Setup and use CUDA and TensorFlow in Windows Subsystem for Linux 2

Table of contents

Install Windows preview
Install WSL 2 preview
Install Nvidia driver preview and CUDA toolkit
Run CUDA sample application
Install Docker and Nvidia container toolkit
Run CUDA containers
Troubleshoot
Run WSL + CUDA + Docker + Jupyter + TensorFlow
Encoding and decoding video with GPU in WSL?

GPU support is the most requested feature in Windows Subsystem for Linux (WSL). It is available in WSL 2.0 through Windows Insiders program. And Nvidia CUDA is supported. The following diagram shows the WDDM model supporting CUDA user mode driver running inside Linux guest:

In the Linux guest, the CUDA user mode library talks to dxgkrnl driver's /dev/dxg device using IoCtls wrapped with libdxcore API. The dxg requests then get forwarded to the Windows host system using VMBus where for those the host dxgkrnl driver makes calls to the KMD (Kernel Mode Driver) DDI handlers.

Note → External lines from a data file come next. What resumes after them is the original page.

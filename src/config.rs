//! Pipeline configuration
//!
//! A pipeline is described by one YAML file: where records come from, how
//! their timestamp is derived, and which sinks receive them.

use crate::error::{Error, Result};
use crate::normalize::TimestampConfig;
use crate::output::DelimitedWriterConfig;
use crate::schema::{validate_index_name, RESERVED_TIMESTAMP_FIELD};
use crate::sink::DEFAULT_CHUNK_SIZE;
use serde::{Deserialize, Serialize};
use std::fs;
use std::path::{Path, PathBuf};
use std::time::Duration;

// ============================================================================
// Top-Level Pipeline Config
// ============================================================================

/// Complete pipeline configuration loaded from YAML
#[derive(Debug, Clone, Serialize, Deserialize)]
pub struct PipelineConfig {
    /// Record source
    pub source: SourceConfig,

    /// Timestamp normalization; when absent records keep query order
    #[serde(default)]
    pub timestamp: Option<TimestampConfig>,

    /// Field whose values split the file output
    #[serde(default)]
    pub partition_key: Option<String>,

    /// Index sink
    #[serde(default)]
    pub index: Option<IndexConfig>,

    /// Delimited file sink
    #[serde(default)]
    pub output: Option<OutputConfig>,
}

// ============================================================================
// Source
// ============================================================================

/// Where records are read from
#[derive(Debug, Clone, Serialize, Deserialize)]
#[serde(tag = "engine", rename_all = "lowercase")]
pub enum SourceConfig {
    /// SQL against a DuckDB database
    Duckdb {
        /// Database file, or `:memory:`
        #[serde(default = "default_database")]
        database: String,

        /// Statements run before the query (ATTACH, INSTALL, LOAD...)
        #[serde(default)]
        setup: Vec<String>,

        /// Query producing the records
        sql: String,
    },

    /// A delimited text file with a header line
    Delimited {
        /// File to read
        path: PathBuf,

        /// Value separator
        #[serde(default = "default_source_separator")]
        separator: String,
    },
}

fn default_database() -> String {
    ":memory:".to_string()
}

fn default_source_separator() -> String {
    "\t".to_string()
}

impl SourceConfig {
    /// Query text handed to the cursor
    pub fn sql(&self) -> &str {
        match self {
            SourceConfig::Duckdb { sql, .. } => sql,
            SourceConfig::Delimited { .. } => "",
        }
    }
}

// ============================================================================
// Index Sink
// ============================================================================

/// Index sink settings
#[derive(Debug, Clone, Serialize, Deserialize)]
pub struct IndexConfig {
    /// Cluster base URL
    pub url: String,

    /// Index name
    pub name: String,

    /// Legacy document type
    #[serde(default)]
    pub doc_type: Option<String>,

    /// Drop and recreate an existing index
    #[serde(default)]
    pub delete_mode: bool,

    /// Field stamped with the load time when missing
    #[serde(default = "default_timestamp_field")]
    pub timestamp_field: String,

    /// Request timeout in seconds
    #[serde(default = "default_timeout_secs")]
    pub timeout_secs: u64,

    /// Documents per bulk request
    #[serde(default = "default_chunk_size")]
    pub chunk_size: usize,
}

fn default_timestamp_field() -> String {
    RESERVED_TIMESTAMP_FIELD.to_string()
}

fn default_timeout_secs() -> u64 {
    30
}

fn default_chunk_size() -> usize {
    DEFAULT_CHUNK_SIZE
}

impl IndexConfig {
    /// Request timeout
    pub fn timeout(&self) -> Duration {
        Duration::from_secs(self.timeout_secs)
    }
}

// ============================================================================
// File Sink
// ============================================================================

/// Delimited file sink settings
#[derive(Debug, Clone, Serialize, Deserialize)]
pub struct OutputConfig {
    /// Output file; partitioned runs derive one file per key from it
    pub path: PathBuf,

    /// Formatting
    #[serde(flatten)]
    pub writer: DelimitedWriterConfig,
}

// ============================================================================
// Loading
// ============================================================================

/// Load and validate a pipeline config file
pub fn load_config(path: impl AsRef<Path>) -> Result<PipelineConfig> {
    let path = path.as_ref();
    let content = fs::read_to_string(path).map_err(|e| {
        Error::config(format!(
            "Failed to read config file '{}': {e}",
            path.display()
        ))
    })?;
    load_config_from_str(&content)
}

/// Parse and validate a pipeline config from YAML text
pub fn load_config_from_str(yaml: &str) -> Result<PipelineConfig> {
    let config: PipelineConfig = serde_yaml::from_str(yaml)?;
    validate_config(&config)?;
    Ok(config)
}

/// Check a parsed config for values serde cannot rule out
pub fn validate_config(config: &PipelineConfig) -> Result<()> {
    match &config.source {
        SourceConfig::Duckdb { sql, .. } if sql.trim().is_empty() => {
            return Err(Error::invalid_value("source.sql", "cannot be empty"));
        }
        SourceConfig::Delimited { separator, .. } if separator.is_empty() => {
            return Err(Error::invalid_value("source.separator", "cannot be empty"));
        }
        _ => {}
    }

    if config.index.is_none() && config.output.is_none() {
        return Err(Error::config(
            "At least one sink is required: configure 'index', 'output', or both",
        ));
    }

    if let Some(key) = &config.partition_key {
        if key.is_empty() {
            return Err(Error::invalid_value("partition_key", "cannot be empty"));
        }
    }

    if let Some(index) = &config.index {
        url::Url::parse(&index.url)
            .map_err(|e| Error::invalid_value("index.url", e.to_string()))?;
        validate_index_name(&index.name)?;
        if index.timestamp_field.is_empty() {
            return Err(Error::invalid_value("index.timestamp_field", "cannot be empty"));
        }
        if index.timeout_secs == 0 {
            return Err(Error::invalid_value("index.timeout_secs", "must be positive"));
        }
        if index.chunk_size == 0 {
            return Err(Error::invalid_value("index.chunk_size", "must be positive"));
        }
    }

    if let Some(output) = &config.output {
        if output.path.as_os_str().is_empty() {
            return Err(Error::missing_field("output.path"));
        }
        if output.writer.separator.is_empty() {
            return Err(Error::invalid_value("output.separator", "cannot be empty"));
        }
        if output.writer.columns.iter().any(|c| c.field().is_empty()) {
            return Err(Error::invalid_value("output.columns", "column names cannot be empty"));
        }
    }

    Ok(())
}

So the popular Linux AI frameworks like TensorFlow, PyTorch, etc. can work with WSL with CUDA acceleration:

The diagram shows Microsoft Windows GPU machines running on the NVIDIA hardware. For the software layers, it shows the Windows kernel, NVIDIA Windows driver, GPU virtualization, WSL2 environment (Linux kernel), NVIDIA CUDA, and other Linux AI frameworks and apps.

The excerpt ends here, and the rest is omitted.